# WTF is this place?



## OSPA (Dec 5, 2009)

I was recently on holiday in Fuerteventura and one nght my fella and I went exploring near the hotel, thats when we stumbed across this place. And any ideas as to what it is are greatly appreciated!We couldn't get in because there was a guard dog in the grounds 













Note the smaller hexagonal white wall on the left of this next one - 





This is what it looked like when you peered into it

























There were massive white walls like this all around the compound





Lord knows I tried googling it!


----------



## klempner69 (Dec 5, 2009)

I think it is just another holiday developement not completed due to lack of moneys.Probably some time-share company who cant finish the site due to the world recession.


----------



## RichardB (Dec 5, 2009)

What was the place that was abandoned due to ETA activity? I had a feeling it was Fuerteventura.


----------



## OSPA (Dec 5, 2009)

klempner69 said:


> I think it is just another holiday developement not completed due to lack of moneys.Probably some time-share company who cant finish the site due to the world recession.
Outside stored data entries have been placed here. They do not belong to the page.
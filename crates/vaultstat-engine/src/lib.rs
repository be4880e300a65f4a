//! # vaultstat-engine
//!
//! **Tier 3 (Orchestration)**
//!
//! Incremental aggregation over a changing vault.
//!
//! ## What belongs here
//! * The deduplicated backlog and the keyed store with its running total
//! * Drain passes and their scheduling
//! * Mapping change notifications to backlog entries
//!
//! ## What does NOT belong here
//! * Tokenization and per-file counting (use vaultstat-collect)
//! * Filesystem access (implement `vaultstat_io_port::Vault`)

mod backlog;
mod engine;
mod ledger;
mod schedule;

pub use backlog::Backlog;
pub use engine::{DrainReport, Engine, EngineConfig};
pub use ledger::Ledger;
pub use schedule::{DEFAULT_DRAIN_INTERVAL, DrainLoop};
Yeah possibly, we couldn't figure out if it was that or one that had been used and abandoned. The funny thing is, we couldn't figure out what it was used for in the first place, i.e. if it was a hotel complex of some sort then whats the big glass circular building for? Why is it such a distinct style of architecture? Why are the rooms underground? If it was for tourist information or something, then why does it have rooms, are they rooms or shops? So many questions!


----------



## ThenewMendoza (Dec 5, 2009)

OSPA said:


>



In English reads - Lagos of Old, to center of leisure and tourism (thanks babelfish!)? I like the idea of ETA related shenanigans, but it's probably just some holiday development gone wrong. Maybe. 

M


----------



## Seahorse (Dec 5, 2009)

Is the sign in the first pic not a clue?

EDITED: DOH!!! I'm seconds too late with my post. LOL


----------



## RichardB (Dec 5, 2009)

I think it's Famagusta i was thinking of. Not even the right country for ETA.


----------



## klempner69 (Dec 5, 2009)

I have been to Antigua,but never experienced any ETA`s....er,what are they folks?


----------



## RichardB (Dec 5, 2009)

Euskadi Ta Askatasuna, a Basque separatist organisation. They were an issue for people holidaying in Spain in the 1970s.


----------



## ThenewMendoza (Dec 5, 2009)

RichardB said:


> I think it's Famagusta i was thinking of. Not even the right country for ETA.








M


----------



## klempner69 (Dec 5, 2009)

RichardB said:


> Euskadi Ta Askatasuna, a Basque separatist organisation. They were an issue for people holidaying in Spain in the 1970s.



Right..Eta..ok..terrorists.Sorry for my Hignorance.Cheers RichardB.


----------



## DaveyGTI (Dec 5, 2009)

klempner69 said:


> Right..Eta..ok..terrorists.Sorry for my Hignorance.Cheers RichardB.





One man terrorist is another man freedom fighter/revolutionary, it depends on your political standpoint


----------



## Davious (Dec 5, 2009)

Planting bombs and killing random people for any reason is terrorism. You can't make a silk purse from a pigs ear, they are just murderers.


----------



## Cruachan (Dec 6, 2009)

ThenewMendoza said:


> In English reads - Lagos of Old, to center of leisure and tourism (thanks babelfish!)? I like the idea of ETA related shenanigans, but it's probably just some holiday development gone wrong. Maybe.
> 
> M



From what I can gather (and reliable info is extremely sparse) this was intended to be a "water park" or "aqua park". It seems that it opened for a very brief period in the 1990s before being closed down again because of some dispute over planning permission or something of the sort. I managed to find one holiday review site that still refers to it as a going concern, describing it as "...a seawater swimming lake with minimal restaurants and shops...". 

Probably best not to put too much trust on any of the other info from that site (comparemyholiday.com) if you're planning a holiday in Fuerteventura 

J


----------



## night crawler (Dec 6, 2009)

RichardB said:


> Euskadi Ta Askatasuna, a Basque separatist organisation. They were an issue for people holidaying in Spain in the 1970s.



Not really they want independence for their homeland in Spain but none the less they are terrorists more about them here [ame]http://en.wikipedia.org/wiki/ETA[/ame]
Interesting place shame you did not get inside more. Take a couple of stakes for the dogs next time


----------



## DaveyGTI (Dec 6, 2009)

Davious said:


> Planting bombs and killing random people for any reason is terrorism. You can't make a silk purse from a pigs ear, they are just murderers.





If the regime your fighting for freedom from leaves you no other route as is generally the case with western oligarchys then sometimes that is the only option, if you don't have the resources to fight a pitched battle, you have to fight a war of attrition.


----------



## RichardB (Dec 6, 2009)

I really didn't mean to start a political discussion when I mentioned ETA (especially as they weren't anything to do with it after all) but if it continues the thread will get locked.


----------